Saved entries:
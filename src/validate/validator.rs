//! Compiled validators — the fast path.
//!
//! A `Validator` is the compiled form of one field declaration: constraint
//! payloads are narrowed to their runtime representation (integer bounds as
//! `i64`, patterns as pre-built `regex::Regex`) so request-time validation
//! does no parsing or re-interpretation. Validators are immutable,
//! stateless, and shared read-only across threads.
//!
//! The leaf check functions (`check_int`, `check_str`, ...) are the single
//! source of truth for primitive coercion semantics. The interpreted path
//! calls the same functions with bounds it re-derives per call, which keeps
//! the two paths from drifting apart.

use regex::Regex;
use serde_json::Value;
use std::collections::HashSet;

use crate::decl::SpecRegistry;
use crate::validate::context::ValidationContext;
use crate::validate::errors::{ErrorKind, ValidationError};

/// Compiled integer checks. Bounds are narrowed to `i64` at compile time.
#[derive(Debug, Clone)]
pub struct IntChecks {
    pub ge: Option<i64>,
    pub le: Option<i64>,
    pub multiple_of: Option<i64>,
}

/// Compiled float checks.
#[derive(Debug, Clone)]
pub struct FloatChecks {
    pub ge: Option<f64>,
    pub le: Option<f64>,
    pub multiple_of: Option<f64>,
}

/// Compiled string checks. The pattern is built once at compile time.
#[derive(Debug, Clone)]
pub struct StrChecks {
    pub min_len: Option<usize>,
    pub max_len: Option<usize>,
    pub pattern: Option<Regex>,
    pub trim: bool,
    pub lowercase: bool,
}

/// Compiled list checks wrapping the item validator.
#[derive(Debug, Clone)]
pub struct ListChecks {
    pub item: Box<Validator>,
    pub min_items: Option<usize>,
    pub max_items: Option<usize>,
    pub unique_items: bool,
}

/// A compiled, reusable validation unit.
#[derive(Debug, Clone)]
pub enum Validator {
    Int(IntChecks),
    Float(FloatChecks),
    Str(StrChecks),
    Bool,
    Datetime,
    Uuid,
    List(ListChecks),
    Optional(Box<Validator>),
    Union(Vec<Validator>),
    /// Nested model, resolved by name through the registry at run time
    Model(String),
}

impl Validator {
    /// Returns the validator kind name, matching the declared type name.
    pub fn kind_name(&self) -> &'static str {
        match self {
            Validator::Int(_) => "int",
            Validator::Float(_) => "float",
            Validator::Str(_) => "str",
            Validator::Bool => "bool",
            Validator::Datetime => "datetime",
            Validator::Uuid => "uuid",
            Validator::List(_) => "list",
            Validator::Optional(_) => "optional",
            Validator::Union(_) => "union",
            Validator::Model(_) => "model",
        }
    }

    /// Validates one raw value. On success returns the coerced value; on
    /// failure records errors in the context and returns `None`.
    pub fn validate(
        &self,
        value: &Value,
        path: &str,
        ctx: &mut ValidationContext<'_>,
        registry: &SpecRegistry,
    ) -> Option<Value> {
        match self {
            Validator::Int(checks) => {
                check_int(value, path, checks.ge, checks.le, checks.multiple_of, ctx)
            }
            Validator::Float(checks) => {
                check_float(value, path, checks.ge, checks.le, checks.multiple_of, ctx)
            }
            Validator::Str(checks) => check_str(
                value,
                path,
                checks.min_len,
                checks.max_len,
                checks.pattern.as_ref(),
                checks.trim,
                checks.lowercase,
                ctx,
            ),
            Validator::Bool => check_bool(value, path, ctx),
            Validator::Datetime => check_datetime(value, path, ctx),
            Validator::Uuid => check_uuid(value, path, ctx),
            Validator::List(checks) => self.validate_list(checks, value, path, ctx, registry),
            Validator::Optional(inner) => {
                if value.is_null() {
                    Some(Value::Null)
                } else {
                    inner.validate(value, path, ctx, registry)
                }
            }
            Validator::Union(alternatives) => {
                validate_union_with(alternatives, value, path, ctx, |alt, ctx| {
                    (alt.kind_name(), alt.validate(value, path, ctx, registry))
                })
            }
            Validator::Model(name) => validate_model_ref(name, value, path, ctx, registry),
        }
    }

    fn validate_list(
        &self,
        checks: &ListChecks,
        value: &Value,
        path: &str,
        ctx: &mut ValidationContext<'_>,
        registry: &SpecRegistry,
    ) -> Option<Value> {
        let items = match value.as_array() {
            Some(items) => items,
            None => {
                ctx.push_error(ValidationError::type_mismatch(path, "list", value));
                return None;
            }
        };

        let mut failed = check_item_count(
            items.len(),
            path,
            checks.min_items,
            checks.max_items,
            value,
            ctx,
        );

        let mut coerced = Vec::with_capacity(items.len());
        for (i, item) in items.iter().enumerate() {
            let item_path = ctx.index_path(path, i);
            match checks.item.validate(item, item_path, ctx, registry) {
                Some(v) => coerced.push(v),
                None => failed = true,
            }
        }

        if !failed && checks.unique_items {
            failed = check_uniqueness(&coerced, path, ctx);
        }

        if failed {
            None
        } else {
            Some(Value::Array(coerced))
        }
    }
}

Try it —
Exact retyping of every entry is required.

Written answer —
filename src/validate/validator.rs
//! Compiled validators — the fast path.
//!
//! A `Validator` is the compiled form of one field declaration: constraint
//! payloads are narrowed to their runtime representation (integer bounds as
//! `i64`, patterns as pre-built `regex::Regex`) so request-time validation
//! does no parsing or re-interpretation. Validators are immutable,
//! stateless, and shared read-only across threads.
//!
//! The leaf check functions (`check_int`, `check_str`, ...) are the single
//! source of truth for primitive coercion semantics. The interpreted path
//! calls the same functions with bounds it re-derives per call, which keeps
//! the two paths from drifting apart.

use regex::Regex;
use serde_json::Value;
use std::collections::HashSet;

use crate::decl::SpecRegistry;
use crate::validate::context::ValidationContext;
use crate::validate::errors::{ErrorKind, ValidationError};

/// Compiled integer checks. Bounds are narrowed to `i64` at compile time.
#[derive(Debug, Clone)]
pub struct IntChecks {
    pub ge: Option<i64>,
    pub le: Option<i64>,
    pub multiple_of: Option<i64>,
}

/// Compiled float checks.
#[derive(Debug, Clone)]
pub struct FloatChecks {
    pub ge: Option<f64>,
    pub le: Option<f64>,
    pub multiple_of: Option<f64>,
}

/// Compiled string checks. The pattern is built once at compile time.
#[derive(Debug, Clone)]
pub struct StrChecks {
    pub min_len: Option<usize>,
    pub max_len: Option<usize>,
    pub pattern: Option<Regex>,
    pub trim: bool,
    pub lowercase: bool,
}

/// Compiled list checks wrapping the item validator.
#[derive(Debug, Clone)]
pub struct ListChecks {
    pub item: Box<Validator>,
    pub min_items: Option<usize>,
    pub max_items: Option<usize>,
    pub unique_items: bool,
}

/// A compiled, reusable validation unit.
#[derive(Debug, Clone)]
pub enum Validator {
    Int(IntChecks),
    Float(FloatChecks),
    Str(StrChecks),
    Bool,
    Datetime,
    Uuid,
    List(ListChecks),
    Optional(Box<Validator>),
    Union(Vec<Validator>),
    /// Nested model, resolved by name through the registry at run time
    Model(String),
}

impl Validator {
    /// Returns the validator kind name, matching the declared type name.
    pub fn kind_name(&self) -> &'static str {
        match self {
            Validator::Int(_) => "int",
            Validator::Float(_) => "float",
            Validator::Str(_) => "str",
            Validator::Bool => "bool",
            Validator::Datetime => "datetime",
            Validator::Uuid => "uuid",
            Validator::List(_) => "list",
            Validator::Optional(_) => "optional",
            Validator::Union(_) => "union",
            Validator::Model(_) => "model",
        }
    }

    /// Validates one raw value. On success returns the coerced value; on
    /// failure records errors in the context and returns `None`.
    pub fn validate(
        &self,
        value: &Value,
        path: &str,
        ctx: &mut ValidationContext<'_>,
        registry: &SpecRegistry,
    ) -> Option<Value> {
        match self {
            Validator::Int(checks) => {
                check_int(value, path, checks.ge, checks.le, checks.multiple_of, ctx)
            }
            Validator::Float(checks) => {
                check_float(value, path, checks.ge, checks.le, checks.multiple_of, ctx)
            }
            Validator::Str(checks) => check_str(
                value,
                path,
                checks.min_len,
                checks.max_len,
                checks.pattern.as_ref(),
                checks.trim,
                checks.lowercase,
                ctx,
            ),
            Validator::Bool => check_bool(value, path, ctx),
            Validator::Datetime => check_datetime(value, path, ctx),
            Validator::Uuid => check_uuid(value, path, ctx),
            Validator::List(checks) => self.validate_list(checks, value, path, ctx, registry),
            Validator::Optional(inner) => {
                if value.is_null() {
                    Some(Value::Null)
                } else {
                    inner.validate(value, path, ctx, registry)
                }
            }
            Validator::Union(alternatives) => {
                validate_union_with(alternatives, value, path, ctx, |alt, ctx| {
                    (alt.kind_name(), alt.validate(value, path, ctx, registry))
                })
            }
            Validator::Model(name) => validate_model_ref(name, value, path, ctx, registry),
        }
    }

    fn validate_list(
        &self,
        checks: &ListChecks,
        value: &Value,
        path: &str,
        ctx: &mut ValidationContext<'_>,
        registry: &SpecRegistry,
    ) -> Option<Value> {
        let items = match value.as_array() {
            Some(items) => items,
            None => {
                ctx.push_error(ValidationError::type_mismatch(path, "list", value));
                return None;
            }
        };

        let mut failed = check_item_count(
            items.len(),
            path,
            checks.min_items,
            checks.max_items,
            value,
            ctx,
        );

        let mut coerced = Vec::with_capacity(items.len());
        for (i, item) in items.iter().enumerate() {
            let item_path = ctx.index_path(path, i);
            match checks.item.validate(item, item_path, ctx, registry) {
                Some(v) => coerced.push(v),
                None => failed = true,
            }
        }

        if !failed && checks.unique_items {
            failed = check_uniqueness(&coerced, path, ctx);
        }

        if failed {
            None
        } else {
            Some(Value::Array(coerced))
        }
    }
}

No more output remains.